Europastaatssekretär Mark Weinmeister hob in seiner Begrüßungsrede hervor, dass der „Europäische Traum“ aus den Ruinen des Zweiten Weltkrieges hervorgegangen sei. Heute stehe die Europäische Union für einen einzigartigen und vielfältigen kulturellen Raum und Binnenmarkt. Angesichts aktueller geopolitischer Veränderungen gelte es, den „Europäischen Traum“ zu reflektieren, weiterzuentwickeln und die Zukunftsperspektiven zu diskutieren. Heinrich Riethmüller, Vorsteher des Börsenvereins des Deutschen Buchhandels e.V., unterstrich in diesem Zusammenhang den Anspruch des Börsenvereins, einen wesentlichen Beitrag zum Schutz der Demokratie und dem Erhalt einer toleranten Gesellschaft zu leisten.
Über ihre Sichtweisen zu Europa sprachen die Träger des Friedenspreises des Deutschen Buchhandels 2018, Prof. Dr. Aleida und Prof. Dr. Jan Assmann. Aleida Assmann hob dabei hervor, dass sie inzwischen in drei verschiedenen Stadien der EU gelebt habe, die sich stark voneinander unterschieden. Zuerst erlebte sie Europa nach dem Zweiten Weltkrieg. In der Zeitspanne von 1945 bis 1989 sei viel vom „christlichen Abendland“ die Rede gewesen. Europa sei damals ein Teil des Westens gewesen, während der Osten “versperrt“ war – es herrschte der Kalte Krieg. Das Europa dieser Tage nennt sie das „Europa der Polarisierung“, in dem zweigegensätzliche Ideologien - des Kapitalismus und des Kommunismus - die Gegenpole bildeten.
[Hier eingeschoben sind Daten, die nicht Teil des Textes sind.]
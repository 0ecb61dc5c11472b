// Booking wizard steps
pub mod customer_information;
pub mod payment;
pub mod schedule;
pub mod service_selection;
pub mod submit_booking;

// Shared modules
mod navigation;
pub mod types;

pub use customer_information::CustomerInformationTask;
pub use payment::PaymentTask;
pub use schedule::ScheduleTask;
pub use service_selection::ServiceSelectionTask;
pub use submit_booking::SubmitBookingTask;

pub use types::{NavigationCommand, session_keys};
use std::sync::Arc;

use async_trait::async_trait;
use wizard_flow::{Context, Result, Task, TaskResult};

use super::navigation::{StepInput, navigate};
use super::session_keys;
use super::types::NavigationCommand;
use crate::models::{CustomerDetails, WizardStep};
use crate::notifications::ToastBus;

/// Step 2: who the service is for and where
pub struct CustomerInformationTask {
    toasts: Arc<ToastBus>,
}

impl CustomerInformationTask {
    pub fn new(toasts: Arc<ToastBus>) -> Self {
        Self { toasts }
    }
}

/// Phone numbers are stored without the spaces people type into them
fn compact_numbers(customer: &mut CustomerDetails) {
    for number in [&mut customer.phone, &mut customer.emergency_contact] {
        number.retain(|c| !c.is_whitespace());
    }
}

#[async_trait]
impl Task for CustomerInformationTask {
    fn id(&self) -> &str {
        WizardStep::CustomerInformation.task_id()
    }

    async fn run(&self, context: Context) -> Result<TaskResult> {
        let mut input = StepInput::load(&context).await;

        if input.command == Some(NavigationCommand::Next) {
            let before = input.draft.customer.clone();
            compact_numbers(&mut input.draft.customer);
            if input.draft.customer != before {
                context.set(session_keys::DRAFT, &input.draft).await?;
            }
        }

        navigate(
            WizardStep::CustomerInformation,
            &input,
            &context,
            &self.toasts,
        )
        .await
    }
}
Die zweite Phase schloss sich von 1989 bis 2015 an. Aleida Assmann bezeichnet dies als das „Europa der Pluralisierung“. Mit dem Fall der Mauer und der Erosion des Staatssozialismus sei die Integrationskraft der Polarisierung erschöpft gewesen. Die dritte und andauernde Phase begann 2015, ausgelöst durch die Flüchtlingsströme in Richtung der europäischen Staaten. Aktuell werde das „pluralistische Europa“ durch einen nationalistischen Gegenwind und aggressive fremdenfeindliche Töne auf eine harte Probe gestellt, so Aleida Assmann. Jan Assmann betonte in seiner Rede, dass die Europäische Union und der europäische Gedanke auf zwei Erfahrungen fußten. Einerseits sei die europäische Einigung aus den Erfahrungen des Zweiten Weltkriegs hervorgegangen. Der Sinn und die Bedeutung des „Projekts Europa“ könnten nicht verstanden werden, wenn man diesen Zusammenhang nicht erkenne. Andererseits reiche das „kulturelle Gedächtnis“ noch viel weiter zurück. Wenn es so etwas wie eine europäische Identität gebe – oder künftig geben solle – dann könne dies nur unter Berücksichtigung der Historie und der Wahrung der kulturellen Vielfalt in Europa gelingen. Das „europäische kulturelle Gedächtnis“ sei einzigartig auf der Welt. Es speise sich aus den Quellen Athens mit seiner Kunst-, Philosophie- und Demokratiehistorie sowie Jerusalems mit seiner religiösen Bedeutung.
Anschließend diskutierten Dr. Katarina Barley, Vizepräsidentin des Europäischen Parlaments, der Europaabgeordnete Manfred Weber, Dr. Robert Habeck, Bundesvorsitzender von BÜNDNIS 90/DIE GRÜNEN, sowie Prof. Dr. Jan-Eric Cedermann, International Conflict Research, ETH Zürich. Niklaus Nuspliger, politischer Korrespondent der «Neuen Zürcher Zeitung» in Brüssel, moderierte die Veranstaltung.